Medically reviewed byDr. Richa Agarwal

Published At October 27, 2023
Reviewed AtDecember 7, 2023

Introduction:

Pelvic organ prolapse means the pelvic muscles cannot adequately support the organs in the pelvic area. The organs slip down from their normal position, which creates a bulge in the vagina (a tube that extends from the external genitals to the cervix). The use of surgical mesh in such cases is a standard procedure. The benefits of using this surgical mesh to treat pelvic organ prolapse outweigh the risks.

What Is a Surgical Mesh?

The surgical mesh is a flat panel-like screen to strengthen the tissue or bone. This is composed of synthetic polymers or biological polymers.

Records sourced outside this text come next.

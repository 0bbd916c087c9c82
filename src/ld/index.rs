// Link-time symbol index
//
//  Copyright (C) 2024 wixrs contributors.
//
//  This file is part of wixrs.
//
//  This program is free software: you can redistribute it and/or modify
//  it under the terms of the GNU General Public License as published by
//  the Free Software Foundation, either version 3 of the License, or
//  (at your option) any later version.
//
//  This program is distributed in the hope that it will be useful,
//  but WITHOUT ANY WARRANTY; without even the implied warranty of
//  MERCHANTABILITY or FITNESS FOR A PARTICULAR PURPOSE.  See the
//  GNU General Public License for more details.
//
//  You should have received a copy of the GNU General Public License
//  along with this program.  If not, see <http://www.gnu.org/licenses/>.

//! Lookup of symbols by `(table, id)` across all collected sections.
//!
//! Linkable symbols (public and global) share one namespace;
//!   private symbols are visible only to their own section and shadow
//!   linkable symbols of the same key there.

use super::LinkError;
use crate::diagnose::StageSink;
use crate::ir::{Section, SymbolKey};
use fxhash::FxHashMap;
use std::collections::hash_map::Entry;

/// Position of a symbol among the collected sections.
#[derive(Debug, Clone, Copy, PartialEq, Eq)]
pub struct SymbolLoc {
    pub section: usize,
    pub symbol: usize,
}

/// The unit from which a section originated.
///
/// Sections of one compilation are one unit;
///   a section with no compilation id is a unit of its own.
#[derive(Debug, Clone, Copy, PartialEq, Eq)]
enum Origin<'a> {
    Unit(&'a str),
    Section(usize),
}

impl<'a> Origin<'a> {
    fn of(sections: &'a [Section], index: usize) -> Self {
        match sections[index].compilation_id() {
            Some(id) => Self::Unit(id),
            None => Self::Section(index),
        }
    }
}

#[derive(Debug, Default)]
pub struct SymbolIndex {
    linkable: FxHashMap<SymbolKey, Vec<SymbolLoc>>,
    private: FxHashMap<(usize, SymbolKey), SymbolLoc>,
}

impl SymbolIndex {
    /// Index every symbol of `sections`.
    ///
    /// A linkable symbol defined by more than one unit is reported as a
    ///   duplicate unless its definition permits duplicates.
    /// Duplicates within a single unit were already reported by the
    ///   compiler and are ignored here;
    ///     the first definition wins.
    pub fn build(sections: &[Section], sink: &mut StageSink) -> Self {
        let mut index = Self::default();

        for (si, section) in sections.iter().enumerate() {
            for (yi, sym) in section.symbols().iter().enumerate() {
                let loc = SymbolLoc {
                    section: si,
                    symbol: yi,
                };

                if !sym.access().is_linkable() {
                    index.private.entry((si, sym.key())).or_insert(loc);
                    continue;
                }

                match index.linkable.entry(sym.key()) {
                    Entry::Vacant(e) => {
                        e.insert(vec![loc]);
                    }
                    Entry::Occupied(mut e) if sym.definition().allows_duplicates() => {
                        e.get_mut().push(loc);
                    }
                    Entry::Occupied(e) => {
                        let first = e.get()[0];

                        if Origin::of(sections, first.section) != Origin::of(sections, si) {
                            let first_sym = &sections[first.section].symbols()[first.symbol];

                            sink.emit(&LinkError::DuplicateSymbol {
                                span: sym.span().cloned(),
                                first: first_sym.span().cloned(),
                                table: sym.table().into(),
                                id: sym.id_str().into(),
                            });
                        }
                    }
                }
            }
        }

        index
    }

    /// Symbols matching `key` as seen from the section `from`.
    pub fn lookup(&self, from: usize, key: &SymbolKey) -> &[SymbolLoc] {
        if let Some(loc) = self.private.get(&(from, key.clone())) {
            return std::slice::from_ref(loc);
        }

        self.linkable.get(key).map(Vec::as_slice).unwrap_or(&[])
    }
}

#[cfg(test)]
mod test {
    use super::*;
    use crate::diagnose::{MessageCode, Messaging};
    use crate::ir::{Identifier, SectionType, Symbol};
    use crate::schema::SchemaRegistry;

    fn section(registry: &SchemaRegistry, unit: &str, ids: &[Identifier]) -> Section {
        let mut section = Section::new(SectionType::Fragment, None).with_compilation_id(unit);

        for id in ids {
            section.push_symbol(Symbol::new(
                registry.get("Property").unwrap().clone(),
                id.clone(),
                None,
            ));
        }

        section
    }

    #[test]
    fn private_symbols_are_scoped_to_section() {
        let registry = SchemaRegistry::with_core();
        let messaging = Messaging::default();
        let mut sink = StageSink::new(&messaging, "link");

        let sections = [
            section(&registry, "a", &[Identifier::private("P")]),
            section(&registry, "b", &[Identifier::public("P")]),
        ];

        let sut = SymbolIndex::build(&sections, &mut sink);
        let key = SymbolKey::new("Property", "P");

        assert_eq!(0, sink.errors());
        assert_eq!(&[SymbolLoc { section: 0, symbol: 0 }], sut.lookup(0, &key));
        assert_eq!(&[SymbolLoc { section: 1, symbol: 0 }], sut.lookup(2, &key));
    }

    #[test]
    fn duplicates_within_a_unit_are_not_link_errors() {
        let registry = SchemaRegistry::with_core();
        let messaging = Messaging::default();
        let mut sink = StageSink::new(&messaging, "link");

        let sections = [
            section(&registry, "a", &[Identifier::public("P")]),
            section(&registry, "a", &[Identifier::public("P")]),
            section(&registry, "b", &[Identifier::public("P")]),
        ];

        let sut = SymbolIndex::build(&sections, &mut sink);

        assert_eq!(1, sink.errors());
        assert_eq!(Some(MessageCode(91)), messaging.last_error_code());
        assert_eq!(1, sut.lookup(0, &SymbolKey::new("Property", "P")).len());
    }
}
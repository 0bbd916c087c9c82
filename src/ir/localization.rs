// Localization
//
//  Copyright (C) 2024 wixrs contributors.
//
//  This file is part of wixrs.
//
//  This program is free software: you can redistribute it and/or modify
//  it under the terms of the GNU General Public License as published by
//  the Free Software Foundation, either version 3 of the License, or
//  (at your option) any later version.
//
//  This program is distributed in the hope that it will be useful,
//  but WITHOUT ANY WARRANTY; without even the implied warranty of
//  MERCHANTABILITY or FITNESS FOR A PARTICULAR PURPOSE.  See the
//  GNU General Public License for more details.
//
//  You should have received a copy of the GNU General Public License
//  along with this program.  If not, see <http://www.gnu.org/licenses/>.

use crate::span::Span;
use std::collections::btree_map::{BTreeMap, Entry};

/// A localized string.
#[derive(Debug, Clone, PartialEq, Eq)]
pub struct LocString {
    pub value: String,

    /// Whether a later definition of the same string may replace this
    ///   one without error.
    pub overridable: bool,

    pub span: Option<Span>,
}

/// Localized position,
///   size,
///   and text of a dialog or a control within a dialog.
///
/// Only the attributes that are [`Some`] override those of the dialog or
///   control.
#[derive(Debug, Clone, PartialEq, Eq, Default)]
pub struct LocalizedControl {
    pub x: Option<i64>,
    pub y: Option<i64>,
    pub width: Option<i64>,
    pub height: Option<i64>,
    pub text: Option<String>,
    pub span: Option<Span>,
}

/// Localized strings and controls for a single culture.
///
/// The culture of the neutral localization is the empty string.
#[derive(Debug, Clone, PartialEq, Eq, Default)]
pub struct Localization {
    culture: String,
    codepage: Option<u32>,
    strings: BTreeMap<String, LocString>,
    controls: BTreeMap<String, LocalizedControl>,
}

impl Localization {
    pub fn new<S: Into<String>>(culture: S, codepage: Option<u32>) -> Self {
        Self {
            culture: culture.into(),
            codepage,
            ..Default::default()
        }
    }

    /// Key of the localized control within a dialog,
    ///   or of the dialog itself if `control` is [`None`].
    pub fn control_key(dialog: &str, control: Option<&str>) -> String {
        match control {
            Some(control) => format!("{dialog}/{control}"),
            None => dialog.into(),
        }
    }

    pub fn culture(&self) -> &str {
        &self.culture
    }

    pub fn is_neutral(&self) -> bool {
        self.culture.is_empty()
    }

    pub fn codepage(&self) -> Option<u32> {
        self.codepage
    }

    pub fn strings(&self) -> &BTreeMap<String, LocString> {
        &self.strings
    }

    pub fn controls(&self) -> &BTreeMap<String, LocalizedControl> {
        &self.controls
    }

    pub fn string(&self, id: &str) -> Option<&LocString> {
        self.strings.get(id)
    }

    pub fn control(&self, key: &str) -> Option<&LocalizedControl> {
        self.controls.get(key)
    }

    /// Add a string.
    ///
    /// If a string with the same id exists and is not overridable,
    ///   the existing string is kept and returned as the error.
    pub fn add_string<S: Into<String>>(
        &mut self,
        id: S,
        string: LocString,
    ) -> Result<(), LocString> {
        match self.strings.entry(id.into()) {
            Entry::Occupied(e) if !e.get().overridable => Err(e.get().clone()),
            Entry::Occupied(mut e) => {
                e.insert(string);
                Ok(())
            }
            Entry::Vacant(e) => {
                e.insert(string);
                Ok(())
            }
        }
    }

    /// Add a localized control,
    ///   returning the existing localization on conflict.
    pub fn add_control(
        &mut self,
        key: String,
        control: LocalizedControl,
    ) -> Result<(), LocalizedControl> {
        match self.controls.entry(key) {
            Entry::Occupied(e) => Err(e.get().clone()),
            Entry::Vacant(e) => {
                e.insert(control);
                Ok(())
            }
        }
    }
}
// Librarian
//
//  Copyright (C) 2024 wixrs contributors.
//
//  This file is part of wixrs.
//
//  This program is free software: you can redistribute it and/or modify
//  it under the terms of the GNU General Public License as published by
//  the Free Software Foundation, either version 3 of the License, or
//  (at your option) any later version.
//
//  This program is distributed in the hope that it will be useful,
//  but WITHOUT ANY WARRANTY; without even the implied warranty of
//  MERCHANTABILITY or FITNESS FOR A PARTICULAR PURPOSE.  See the
//  GNU General Public License for more details.
//
//  You should have received a copy of the GNU General Public License
//  along with this program.  If not, see <http://www.gnu.org/licenses/>.

//! Combine intermediates into libraries.
//!
//! A library is an intermediate whose sections are left unlinked so that
//!   they can be shipped and reused.
//! When a library is later linked,
//!   only those of its sections that are referenced survive.
//!
//! The librarian may also embed the files referenced by its symbols
//!   (see [`LibraryOptions::bind_files`]),
//!     so that a library can be linked without access to the files from
//!     which it was built.

use crate::bindpath::{BindPaths, BindStage};
use crate::diagnose::{
    Aborted, Annotate, AnnotatedSpan, Diagnostic, MessageCode, Messaging,
    StageSink,
};
use crate::ext::ExtensionRegistry;
use crate::ir::{Deferred, Intermediate, IntermediateLevel, Localization};
use crate::span::Span;
use fxhash::FxHashMap;
use std::fs;
use std::path::PathBuf;
use thiserror::Error;

#[derive(Debug, Clone, Default)]
pub struct LibraryOptions {
    /// Embed files referenced by symbols into the library.
    pub bind_files: bool,

    /// Where to find those files.
    pub bind_paths: BindPaths,
}

#[derive(Debug, Clone, PartialEq, Eq, Error)]
pub enum LibraryError {
    #[error(
        "intermediate `{id}` is {level}; only compiled intermediates and \
         libraries may be combined into a library"
    )]
    InvalidIntermediateLevel {
        id: String,
        level: IntermediateLevel,
    },

    #[error("cannot find file `{path}` to embed into library")]
    FileNotFound { span: Option<Span>, path: String },

    #[error("unable to read `{}`: {reason}", path.display())]
    Io { path: PathBuf, reason: String },
}

impl Diagnostic for LibraryError {
    fn code(&self) -> MessageCode {
        match self {
            Self::InvalidIntermediateLevel { .. } => MessageCode(95),
            Self::FileNotFound { .. } => MessageCode(200),
            Self::Io { .. } => MessageCode(8),
        }
    }

    fn describe(&self) -> Vec<AnnotatedSpan> {
        match self {
            Self::FileNotFound { span, .. } => vec![
                span.as_ref().error("referenced here"),
                span.as_ref().help("add the directory containing it as a bind path"),
            ],
            _ => vec![],
        }
    }
}

pub struct Librarian<'a> {
    extensions: &'a ExtensionRegistry,
    options: LibraryOptions,
}

impl<'a> Librarian<'a> {
    pub fn new(extensions: &'a ExtensionRegistry, options: LibraryOptions) -> Self {
        Self {
            extensions,
            options,
        }
    }

    /// Combine `intermediates` and `localizations` into a library.
    pub fn combine(
        &self,
        intermediates: Vec<Intermediate>,
        localizations: Vec<Localization>,
        messaging: &Messaging,
    ) -> Result<Intermediate, Aborted> {
        let _span = tracing::info_span!("library").entered();

        let mut sink = StageSink::new(messaging, "library");
        let mut library = Intermediate::with_unique_id(IntermediateLevel::Library);
        let mut sections = Vec::new();

        for intermediate in intermediates {
            match intermediate.level() {
                IntermediateLevel::Compiled | IntermediateLevel::Library => (),
                level => {
                    sink.emit(&LibraryError::InvalidIntermediateLevel {
                        id: intermediate.id().into(),
                        level,
                    });
                    continue;
                }
            }

            for source in intermediate.sources() {
                library.add_source(source.as_str());
            }

            let (parts, locs, embedded) = intermediate.into_parts();
            sections.extend(parts);
            locs.into_iter().for_each(|loc| library.add_localization(loc));
            embedded
                .into_iter()
                .for_each(|file| library.add_embedded_file(file));
        }

        localizations
            .into_iter()
            .for_each(|loc| library.add_localization(loc));

        for ext in self.extensions.librarians() {
            ext.pre_combine(&mut sections);
        }

        library.sections_mut().extend(sections);

        if self.options.bind_files {
            self.bind_files(&mut library, &mut sink);
        }

        for ext in self.extensions.librarians() {
            ext.post_combine(&mut library);
        }

        tracing::info!(
            sections = library.sections().len(),
            embedded = library.embedded_files().len(),
            "combined library"
        );

        sink.finish(library)
    }

    fn locate(&self, source: &str) -> Option<PathBuf> {
        self.options
            .bind_paths
            .resolve(source, BindStage::Normal)
            .or_else(|| {
                self.extensions
                    .librarians()
                    .find_map(|ext| ext.resolve_file(source))
            })
    }

    /// Replace source paths with files embedded into `library`.
    ///
    /// A file referenced by several symbols is embedded once.
    fn bind_files(&self, library: &mut Intermediate, sink: &mut StageSink) {
        let mut pending = Vec::new();

        for (si, section) in library.sections().iter().enumerate() {
            for (yi, sym) in section.symbols().iter().enumerate() {
                for (fi, value) in sym.fields().iter().enumerate() {
                    if let Some(Deferred::SourcePath(source)) = value.deferred() {
                        pending.push((si, yi, fi, source.clone(), sym.span().cloned()));
                    }
                }
            }
        }

        let mut embedded = FxHashMap::<String, Deferred>::default();

        for (si, yi, fi, source, span) in pending {
            let placeholder = match embedded.get(&source) {
                Some(placeholder) => placeholder.clone(),
                None => {
                    let Some(path) = self.locate(&source) else {
                        sink.emit(&LibraryError::FileNotFound { span, path: source });
                        continue;
                    };

                    let data = match fs::read(&path) {
                        Ok(data) => data,
                        Err(e) => {
                            sink.emit(&LibraryError::Io {
                                path,
                                reason: e.to_string(),
                            });
                            continue;
                        }
                    };

                    let name = path
                        .file_name()
                        .map(|name| name.to_string_lossy().into_owned())
                        .unwrap_or_else(|| source.clone());

                    tracing::debug!(%source, path = %path.display(), "embedding");

                    let placeholder = library.embed_file(name, data);
                    embedded.insert(source, placeholder.clone());
                    placeholder
                }
            };

            library.sections_mut()[si].symbols_mut()[yi].set(fi, placeholder.into());
        }
    }
}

The various materials used for synthetic mesh are:

  • Synthetic non-absorbable polymers, like polypropylene.

  • Synthetic absorbable polymers, like polyglycolic acid.

  • Biological (cellular collagen that is sourced from cows or pigs).

  • Composite means a combination of any of the above materials.

Most surgical meshes are made up of non-absorbable materials.

What Are the Signs of Pelvic Organ Prolapse?

  • A feeling of pressure or fullness in the pelvic area.

  • Severe backache in the lower region.

  • A sense of something dropping from the vagina.

  • The extreme urge to urinate frequently.

  • Urination problems such as leakage of urine.

  • Severe constipation.

  • The loss of control of the bowel.

  • Slight spotting from the vagina.

  • In some cases, severe bleeding from the vagina.

In What Procedure Is Surgical Mesh Used?

  • The surgical mesh is used in pelvic organ prolapse cases and stress urinary incontinence (SUI). Stress urinary incontinence means leakage of urine during physical activity, which elevates abdominal pressure, and those activities are coughing, sneezing, laughing, or exercising.

  • In pelvic organ prolapse cases, the pelvic organs shift downward and bulge out of the vagina. The pelvic floor muscles are too weak to hold the organs in position. The pelvic organs undergo prolapse: the urinary bladder, uterus (womb), rectum, and vagina. The causative factors for pelvic organ prolapse are pregnancy, delivery, and aging. The bladder is prolapsed in most cases.

  • In stress urinary incontinence, the weak pelvic muscles and tissues cause the bladder and neck to move downward.

How Is the Surgical Mesh Placed in the Treatment of Pelvic Organ Prolapse?

  • Surgical mesh is placed permanently to strengthen the vaginal wall in pelvic prolapse cases and support the urethra in stress in urinary incontinence cases.

  • Transvaginal (through the vagina) mesh insertion to treat pelvic organ prolapse.

  • Transabdominal mesh insertion to treat pelvic organ prolapse.

  • Pelvic organ prolapse management can also be done without using a surgical mesh. In such cases, the incisions are usually made in the vagina and closed with sutures. The surgeries in which surgical mesh is used are more successful than those without surgical mesh.

What Are the Merits and Demerits of Considering Surgery for Pelvic Organ Prolapse?

  • Before proceeding with any treatment, consider other treatment options, including non-surgical and suture-based methods that do not use mesh. They are very effective in the long run and without complications that occur with surgical mesh.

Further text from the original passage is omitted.